那么这个问题有点太老了，但是因为没有人指出任何有用的信息：检查“mohit12379”的帖子，解释符号表中同名静态变量的存储： http : //www.geekinterview.com/question_details/ 24745

Answer 14

The answer might very well depend on the compiler, so you probably want to edit your question (I mean, even the notion of segments is not mandated by ISO C nor ISO C++). For instance, on Windows an executable doesn't carry symbol names.

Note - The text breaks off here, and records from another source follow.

// Copyright 2017-2022 Sean Gillespie.
//
// Licensed under the Apache License, Version 2.0 <LICENSE-APACHE or
// http://www.apache.org/licenses/LICENSE-2.0> or the MIT license
// <LICENSE-MIT or http://opensource.org/licenses/MIT>, at your
// option. This file may not be copied, modified, or distributed
// except according to those terms.

//! `rulebook` is a turn-based chess rules engine.
//!
//! Given a board and a requested move, `rulebook` decides whether the move is legal, which squares it crosses,
//! whether it captures, and whether it ends the game. Storage and presentation of games live outside the engine and
//! talk to it through [`Snapshot`]s.

pub mod board;
pub mod core;
pub mod game;
pub mod piece;
pub mod score;
pub mod snapshot;

pub use board::Board;
pub use game::{Game, GameStatus, MoveError, MoveOutcome};
pub use score::{Outcome, Score};
pub use snapshot::Snapshot;
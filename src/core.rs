// Copyright 2021 Sean Gillespie.
//
// Licensed under the Apache License, Version 2.0 <LICENSE-APACHE or
// http://www.apache.org/licenses/LICENSE-2.0> or the MIT license
// <LICENSE-MIT or http://opensource.org/licenses/MIT>, at your
// option. This file may not be copied, modified, or distributed
// except according to those terms.

//! Module `core` contains the value types and geometry used pervasively throughout `rulebook`: squares, directions,
//! movement patterns and path resolution.

mod path;
mod pattern;
mod types;

pub use path::{resolve_path, NoPathFound, Path};
pub use pattern::{patterns, MovementPattern, MAX_SLIDE};
pub use types::{colors, Color, Coordinate, CoordinateError, Direction, PieceKind, BOARD_SIZE};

One 'foo' would be offset 0x100, the other perhaps 0x2B0, and code from both translation units is compiled knowing the offsets for "their" foo.

Answer 15

它们都将独立存储，但是如果您想让其他开发人员清楚地了解它们，您可能希望将它们包装在命名空间中。

Answer 16

you already know either it store in bss(block start by symbol) also referred as uninitialized data segment or in initialized data segment.

lets take an simple example

void main(void)
{
static int i;
}

the above static variable is not initialized , so it goes to uninitialized data segment(bss).

void main(void)
{
static int i=10;
}

and of course it initialized by 10 so it goes to initialized data segment.